Check the forward differences of the sequence.

If \{a_n\} = \{2,6,12,20,30,42,\ldots\}, then let \{b_n\} be the sequence of first-order differences of \{a_n\}. That is, for n ≥ 1,

b_n = a_{n+1} - a_n

so that \{b_n\} = \{4, 6, 8, 10, 12, \ldots\}.

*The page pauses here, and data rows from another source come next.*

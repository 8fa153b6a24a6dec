use byteorder::LittleEndian;

use crate::io::BufMut;
use crate::protocol::auth::AuthPlugin;
use crate::protocol::capabilities::Capabilities;

/// The client's reply to the server [`super::handshake::Handshake`].
///
/// https://dev.mysql.com/doc/dev/mysql-server/latest/page_protocol_connection_phase_packets_protocol_handshake_response.html
/// https://mariadb.com/kb/en/connection/#handshake-response-packet
#[derive(Debug)]
pub(crate) struct HandshakeResponse<'a> {
    pub(crate) client_capabilities: Capabilities,
    pub(crate) max_packet_size: u32,
    pub(crate) client_collation: u8,
    pub(crate) username: &'a str,
    pub(crate) database: Option<&'a str>,
    pub(crate) auth_plugin: AuthPlugin,
    pub(crate) auth_response: &'a [u8],
}

impl HandshakeResponse<'_> {
    pub(crate) fn encode(&self, buf: &mut Vec<u8>) {
        buf.put_u32::<LittleEndian>(self.client_capabilities.bits() as u32);
        buf.put_u32::<LittleEndian>(self.max_packet_size);
        buf.put_u8(self.client_collation);

        // reserved
        buf.extend(std::iter::repeat(0u8).take(19));
        buf.put_u32::<LittleEndian>((self.client_capabilities.bits() >> 32) as u32);

        buf.put_str_nul(self.username);

        if self
            .client_capabilities
            .contains(Capabilities::PLUGIN_AUTH_LENENC_DATA)
        {
            buf.put_bytes_lenenc::<LittleEndian>(self.auth_response);
        } else {
            buf.put_u8(self.auth_response.len() as u8);
            buf.put_bytes(self.auth_response);
        }

        if self.client_capabilities.contains(Capabilities::CONNECT_WITH_DB) {
            if let Some(database) = self.database {
                buf.put_str_nul(database);
            }
        }

        if self.client_capabilities.contains(Capabilities::PLUGIN_AUTH) {
            buf.put_str_nul(self.auth_plugin.name());
        }
    }
}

Let \{c_n\} be the sequence of differences of \{b_n\},

c_n = b_{n+1} - b_n

and we see that this is a constant sequence, \{c_n\} = \{2, 2, 2, 2, \ldots\}. In other words, \{b_n\} is an arithmetic sequence with common difference between terms of 2. That is,

2 = b_{n+1} - b_n \implies b_{n+1} = b_n + 2

and we can solve for b_n in terms of b_1=4:

b_{n+1} = b_n + 2

b_{n+1} = (b_{n-1}+2) + 2 = b_{n-1} + 2\times2

b_{n+1} = (b_{n-2}+2) + 2\times2 = b_{n-2} + 3\times2

and so on down to

b_{n+1} = b_1 + 2n \implies b_{n+1} = 2n + 4 \implies b_n = 2(n-1)+4 = 2(n + 1)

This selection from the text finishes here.